Cuando la filosofía del Código Abierto colisiona con la realidad

Mi jefe en el instituto de enseñanza de Informática es (o era) programador. Digo era por que al parecer hace mucho que no se pone a tirar lineas de código en un editor de texto. Y aunque a todos les parezca mentira, este hombre no le agrada el concepto del Open Source. Intrigado por semejante manera de pensar en alguien aún más vinculado al mundillo que yo (y ni que mencionar que más preparado) me preguntaba cuáles serían sus motivos. Con la soberbia que proviene de ser un usuario con ventaja de todo lo que sea software de Código Abierto (digamos que me muevo bastante seguido hacia SourceForge en busca de soft…) me decía:”Este tipo esta super desactualizado, no se da cuenta de las ventajas del Código Abierto porque ni siquiera se ha puesto a probar lo que es un Firefox, o no considera las bondades de un servidor como Apache…” y cosas así, que como yo muy pronto vería, no tenían el más mínimo fundamento.

El hecho, como él mismo me contó, es que no es ni remotamente inteligente aplicar los principios del Código Abierto en una comunidad como la nuestra, porque es condenar a los pobres programadores que se tiran a lo “freelance” a la bancarrota total, porque nadie les compraría sus productos. Y ese es un buen punto, y algo a ser considerado a la hora de pensar cómo divulgamos nuestras ideologías.

La idea de desarrollo de un proyecto dentro del Open Source es buenísima: todos colaboran → el proyecto se enriquece con aportes variados → el producto final tiene más calidad en cada entrega del mismo → el usuario se beneficia por todos lados.  Además, si el proyecto tiene un cierto peso, su propia popularidad lo puede mantener a flote sin mayores inconvenientes, ya que los usuarios, agradecidos van a querer demostrar su apoyo comprando el merchandising relacionado al producto o haciendo donaciones. Bajo estos términos, el Open Source camina bárbaro… pero en un pueblito de 70.000 habitantes como Melo ¿funcionará de la misma manera?. Cuando el soft en particular es el resultado del duro trabajo de un solitario programador que busca desesperado la manera de traer el pan a la mesa con esas líneas de código ¿conviene publicar de manera abierta y distribuir gratuitamente?, la respuesta, lamentablemente, es que no, hay que guardar el código bajo siete llaves y cobrar sin asco.

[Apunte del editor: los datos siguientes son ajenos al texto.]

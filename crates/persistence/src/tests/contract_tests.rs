// Copyright (C) 2026 Fred Clausen
// Use of this source code is governed by an MIT-style
// license that can be found in the LICENSE file or at
// https://opensource.org/licenses/MIT.

use clark::{
    AuditLog, ContractRepository, CustomerCancelsAnalysis, NotificationLog, RepositoryError,
    TracingErrorReporter, UpdateContractAnalysisState, UploadDocuments,
};
use clark_domain::{
    AnalysisEvent, AnalysisState, ContractState, DocumentType, DocumentUpload, EntityKind,
    EntityRef, Page,
};

use super::{
    CUSTOMER, create_test_actor, create_test_audit, create_test_cause, create_test_contract,
    create_test_notifier, create_test_persistence,
};

fn upload(checksum: &str) -> DocumentUpload {
    DocumentUpload {
        document_type: DocumentType::CustomerUpload,
        file_name: format!("{checksum}.pdf"),
        checksum: checksum.to_string(),
        visible_to_customer: true,
    }
}

// ============================================================================
// Reads
// ============================================================================

#[test]
fn test_created_contract_round_trips() {
    let persistence = create_test_persistence();

    let created = create_test_contract(
        &persistence,
        ContractState::DetailsAvailable,
        Some(AnalysisState::DetailsMissing),
    );
    let loaded = persistence.find_contract(created.id).unwrap().unwrap();

    assert_eq!(loaded, created);
    assert_eq!(loaded.analysis_state, Some(AnalysisState::DetailsMissing));
    assert_eq!(loaded.category_ident, "household");
}

#[test]
fn test_contracts_in_analysis_state_pages_by_id() {
    let persistence = create_test_persistence();
    let ids: Vec<_> = (0..5)
        .map(|_| {
            create_test_contract(
                &persistence,
                ContractState::DetailsAvailable,
                Some(AnalysisState::UnderAnalysis),
            )
            .id
        })
        .collect();
    create_test_contract(
        &persistence,
        ContractState::DetailsAvailable,
        Some(AnalysisState::DetailsComplete),
    );

    let (page, total) = persistence
        .contracts_in_analysis_state(
            CUSTOMER,
            AnalysisState::UnderAnalysis,
            Page::new(2, 2).unwrap(),
        )
        .unwrap();

    assert_eq!(total, 5);
    assert_eq!(
        page.iter().map(|c| c.id).collect::<Vec<_>>(),
        vec![ids[2], ids[3]]
    );
}

// ============================================================================
// Compare-and-set writes
// ============================================================================

#[test]
fn test_analysis_update_writes_state_and_audit_together() {
    let persistence = create_test_persistence();
    let contract = create_test_contract(
        &persistence,
        ContractState::DetailsAvailable,
        Some(AnalysisState::UnderAnalysis),
    );
    let audit = create_test_audit(
        EntityRef::contract(contract.id),
        "complete_analysis",
        Some(AnalysisState::UnderAnalysis),
        AnalysisState::DetailsComplete,
    );

    let updated = persistence
        .update_analysis_state(&contract, AnalysisState::DetailsComplete, &audit)
        .unwrap();

    assert_eq!(updated.analysis_state, Some(AnalysisState::DetailsComplete));
    let events = persistence.events_for(EntityRef::contract(contract.id)).unwrap();
    assert_eq!(events, vec![audit]);
}

#[test]
fn test_stale_analysis_update_is_rejected_without_audit() {
    let persistence = create_test_persistence();
    let contract = create_test_contract(
        &persistence,
        ContractState::DetailsAvailable,
        Some(AnalysisState::UnderAnalysis),
    );
    let first = create_test_audit(
        EntityRef::contract(contract.id),
        "fail_analysis",
        Some(AnalysisState::UnderAnalysis),
        AnalysisState::AnalysisFailed,
    );
    persistence
        .update_analysis_state(&contract, AnalysisState::AnalysisFailed, &first)
        .unwrap();

    // `contract` still carries the `under_analysis` pre-image.
    let second = create_test_audit(
        EntityRef::contract(contract.id),
        "complete_analysis",
        Some(AnalysisState::UnderAnalysis),
        AnalysisState::DetailsComplete,
    );
    let result =
        persistence.update_analysis_state(&contract, AnalysisState::DetailsComplete, &second);

    assert_eq!(
        result,
        Err(RepositoryError::StaleState {
            entity: EntityRef::new(EntityKind::ContractAnalysis, contract.id.value())
        })
    );
    let stored = persistence.find_contract(contract.id).unwrap().unwrap();
    assert_eq!(stored.analysis_state, Some(AnalysisState::AnalysisFailed));
    assert_eq!(
        persistence
            .events_for(EntityRef::contract(contract.id))
            .unwrap()
            .len(),
        1
    );
}

#[test]
fn test_stale_contract_state_update_is_rejected() {
    let persistence = create_test_persistence();
    let contract = create_test_contract(&persistence, ContractState::Offered, None);
    let audit = create_test_audit(
        EntityRef::contract(contract.id),
        "order",
        Some(ContractState::Offered),
        ContractState::OrderPending,
    );
    persistence
        .update_state(&contract, ContractState::OrderPending, &audit)
        .unwrap();

    let result = persistence.update_state(&contract, ContractState::Canceled, &audit);

    assert!(matches!(result, Err(RepositoryError::StaleState { .. })));
}

// ============================================================================
// Documents
// ============================================================================

#[test]
fn test_known_checksums_are_skipped() {
    let persistence = create_test_persistence();
    let contract = create_test_contract(&persistence, ContractState::DetailsAvailable, None);

    let first = persistence
        .add_documents(contract.id, &[upload("aaa"), upload("bbb")])
        .unwrap();
    let second = persistence
        .add_documents(contract.id, &[upload("bbb"), upload("ccc")])
        .unwrap();

    assert_eq!(first.len(), 2);
    assert_eq!(second.len(), 1);
    assert_eq!(second[0].checksum, "ccc");
    let stored = persistence.documents_for(contract.id).unwrap();
    assert_eq!(
        stored.iter().map(|d| d.checksum.as_str()).collect::<Vec<_>>(),
        vec!["aaa", "bbb", "ccc"]
    );
}

// ============================================================================
// Interactors against SQLite
// ============================================================================

#[test]
fn test_upload_requests_analysis() {
    let persistence = create_test_persistence();
    let contract = create_test_contract(
        &persistence,
        ContractState::DetailsAvailable,
        Some(AnalysisState::DetailsMissing),
    );

    let payload = UploadDocuments::new(persistence.as_ref())
        .call(CUSTOMER, contract.id, &[upload("aaa")], create_test_cause())
        .unwrap()
        .into_payload()
        .unwrap();

    assert!(payload.analysis_requested);
    assert_eq!(payload.contract.analysis_state, Some(AnalysisState::UnderAnalysis));
    let events = persistence.events_for(EntityRef::contract(contract.id)).unwrap();
    assert_eq!(events.len(), 1);
    assert_eq!(events[0].action.name, "request_analysis");
    assert_eq!(events[0].actor.actor_type, "customer");
}

#[test]
fn test_admin_event_records_notification_attempt() {
    let persistence = create_test_persistence();
    let notifier = create_test_notifier(&persistence);
    let contract = create_test_contract(
        &persistence,
        ContractState::DetailsAvailable,
        Some(AnalysisState::UnderAnalysis),
    );

    let outcome = UpdateContractAnalysisState::new(
        persistence.as_ref(),
        &notifier,
        &TracingErrorReporter,
    )
    .call(
        contract.id,
        AnalysisEvent::CompleteAnalysis,
        create_test_actor(),
        create_test_cause(),
    )
    .unwrap();

    assert!(outcome.successful());
    let notifications = persistence
        .notifications_for(EntityRef::contract(contract.id))
        .unwrap();
    assert_eq!(notifications.len(), 1);
    assert!(notifications[0].is_delivered());
}

#[test]
fn test_cancel_from_terminal_state_changes_nothing() {
    let persistence = create_test_persistence();
    let contract = create_test_contract(
        &persistence,
        ContractState::DetailsAvailable,
        Some(AnalysisState::DetailsComplete),
    );

    let outcome = CustomerCancelsAnalysis::new(persistence.as_ref())
        .call(CUSTOMER, contract.id, create_test_cause())
        .unwrap();

    assert!(!outcome.successful());
    let stored = persistence.find_contract(contract.id).unwrap().unwrap();
    assert_eq!(stored.analysis_state, Some(AnalysisState::DetailsComplete));
    assert!(
        persistence
            .events_for(EntityRef::contract(contract.id))
            .unwrap()
            .is_empty()
    );
}
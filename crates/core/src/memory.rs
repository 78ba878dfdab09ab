// Copyright (C) 2026 Fred Clausen
// Use of this source code is governed by an MIT-style
// license that can be found in the LICENSE file or at
// https://opensource.org/licenses/MIT.

//! A process-local implementation of every repository trait.
//!
//! All data lives behind one mutex, so each method is atomic with respect to
//! the others. Used by tests and by the server when no database is configured.

use crate::error::RepositoryError;
use crate::repository::{
    AcceptancePlan, AsyncJobLog, AuditLog, ContractRepository, InquiryRepository,
    InteractionRepository, JobLogRepository, NewAsyncJobLog, NotificationLog, OfferRepository,
    OpportunityRepository, PaybackLedger, PaybackStore, RepositoryResult,
};
use clark_audit::AuditEvent;
use clark_domain::{
    AnalysisState, Contract, ContractId, ContractState, CustomerId, Document, DocumentId,
    DocumentUpload, EntityKind, EntityRef, Inquiry, InquiryCategory, InquiryCategoryId,
    InquiryCategoryState, InquiryId, InquiryState, Interaction, InteractionId, NewContract,
    NewInquiry, NewInteraction, NewNotification, NewOffer, NewOpportunity, NewPaybackTransaction,
    Notification, NotificationId, Offer, OfferId, OfferOption, OfferOptionId, OfferState,
    Opportunity, OpportunityId, OpportunityState, Page, PaybackAccount, PaybackBalance,
    PaybackNumber, PaybackTransaction, PaybackTransactionId, PaybackTransactionState,
};
use std::collections::BTreeMap;
use std::sync::{Mutex, MutexGuard};
use time::OffsetDateTime;

#[derive(Debug, Default, Clone)]
struct PaybackTables {
    accounts: BTreeMap<CustomerId, PaybackAccount>,
    transactions: Vec<PaybackTransaction>,
}

#[derive(Debug, Default)]
struct MemoryState {
    last_id: i64,
    contracts: BTreeMap<ContractId, Contract>,
    documents: Vec<Document>,
    inquiries: BTreeMap<InquiryId, Inquiry>,
    offers: BTreeMap<OfferId, Offer>,
    opportunities: BTreeMap<OpportunityId, Opportunity>,
    interactions: Vec<Interaction>,
    notifications: Vec<Notification>,
    audit_events: Vec<AuditEvent>,
    payback: PaybackTables,
    job_logs: Vec<AsyncJobLog>,
}

impl MemoryState {
    const fn next_id(&mut self) -> i64 {
        self.last_id += 1;
        self.last_id
    }
}

/// In-memory store implementing every repository trait.
#[derive(Debug, Default)]
pub struct InMemoryStore {
    state: Mutex<MemoryState>,
}

impl InMemoryStore {
    /// Creates an empty store.
    #[must_use]
    pub fn new() -> Self {
        Self::default()
    }

    fn lock(&self) -> RepositoryResult<MutexGuard<'_, MemoryState>> {
        self.state
            .lock()
            .map_err(|_| RepositoryError::Backend(String::from("in-memory store lock poisoned")))
    }

    /// Stores a fully-formed document, keeping its id and timestamp.
    ///
    /// # Errors
    ///
    /// Returns `NotFound` if the contract does not exist.
    pub fn insert_document(&self, document: Document) -> RepositoryResult<Document> {
        let mut state = self.lock()?;
        if !state.contracts.contains_key(&document.contract_id) {
            return Err(RepositoryError::NotFound {
                resource: "contract",
                id: document.contract_id.value(),
            });
        }
        state.last_id = state.last_id.max(document.id.value());
        state.documents.push(document.clone());
        Ok(document)
    }
}

fn stale(kind: EntityKind, id: i64) -> RepositoryError {
    RepositoryError::StaleState {
        entity: EntityRef::new(kind, id),
    }
}

const fn not_found(resource: &'static str, id: i64) -> RepositoryError {
    RepositoryError::NotFound { resource, id }
}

Me explico, a grandes escalas, el Open Source funciona bien económicamente hablando. Funciona para Linux y para Mozilla porque estos negros se mueven a escalas globales, no se andan con chiquitas. Pero a nivel local no sirve de nada, no trae comida a la mesa, no paga las cuentas. Ya bastante líos tienen las grandes empresas con la cantidad de software pirateado que gira acá en el medio, pero nosotros, no contentos con tener el Windows trucho, copiamos el cd de instalación de ese soft de gestión que mandamos hacer y se lo damos a nuestros amig@s que anda necesitando algo así, y así mandamos el esfuerzo del autor al carajo, quitándole un cliente potencial sin darle opciones de defenderse de esa agresión. ¿Y todavía tenemos la cara de decirle al tipo “pasate al soft libre, macho”?… No,la verdad es que es muy violento (y la verdad es que si yo fuera un empleado de Microsoft y me despidieran porque Linux está tirando las ventas de la empresa al piso tampoco miraría con buenos ojos a los entusiastas del pingüiníto, porque sea lo pésimo que sea, era mi laburo, no?)

Me parece ahora que ninguna de las dos formas de distribuir software debe desaparecer, y los paradigmas opuestos tienen mucho que aprender unos de otros. Les paso la posta a ustedes, los lectores, si alguien lee esto que por favor deje su valiosa opinión ahí debajo.